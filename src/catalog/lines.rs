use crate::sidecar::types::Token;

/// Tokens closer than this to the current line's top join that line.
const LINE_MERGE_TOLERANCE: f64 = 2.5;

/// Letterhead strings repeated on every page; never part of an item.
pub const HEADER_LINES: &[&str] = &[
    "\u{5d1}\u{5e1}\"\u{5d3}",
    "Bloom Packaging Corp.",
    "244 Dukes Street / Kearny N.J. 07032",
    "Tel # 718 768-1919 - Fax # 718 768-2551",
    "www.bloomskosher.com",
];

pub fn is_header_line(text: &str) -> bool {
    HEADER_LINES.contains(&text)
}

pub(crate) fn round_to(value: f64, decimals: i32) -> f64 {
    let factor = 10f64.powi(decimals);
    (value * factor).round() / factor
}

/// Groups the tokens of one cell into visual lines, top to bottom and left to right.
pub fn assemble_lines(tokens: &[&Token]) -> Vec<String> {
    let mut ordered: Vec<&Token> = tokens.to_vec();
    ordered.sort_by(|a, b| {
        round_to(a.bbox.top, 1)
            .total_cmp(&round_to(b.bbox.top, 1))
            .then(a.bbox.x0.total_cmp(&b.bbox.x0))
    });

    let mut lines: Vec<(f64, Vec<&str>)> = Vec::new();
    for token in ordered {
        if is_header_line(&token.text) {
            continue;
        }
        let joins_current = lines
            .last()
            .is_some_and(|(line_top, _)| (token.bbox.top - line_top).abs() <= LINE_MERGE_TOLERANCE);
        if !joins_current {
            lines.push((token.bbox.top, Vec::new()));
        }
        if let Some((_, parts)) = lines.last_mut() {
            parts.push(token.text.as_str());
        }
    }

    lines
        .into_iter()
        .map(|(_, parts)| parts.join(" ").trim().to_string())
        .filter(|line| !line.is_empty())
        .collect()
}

Activity: When a line among the entries above contains "bbox", copy it.

Answer to this problem:
        round_to(a.bbox.top, 1)
            .total_cmp(&round_to(b.bbox.top, 1))
            .then(a.bbox.x0.total_cmp(&b.bbox.x0))
            .is_some_and(|(line_top, _)| (token.bbox.top - line_top).abs() <= LINE_MERGE_TOLERANCE);
            lines.push((token.bbox.top, Vec::new()));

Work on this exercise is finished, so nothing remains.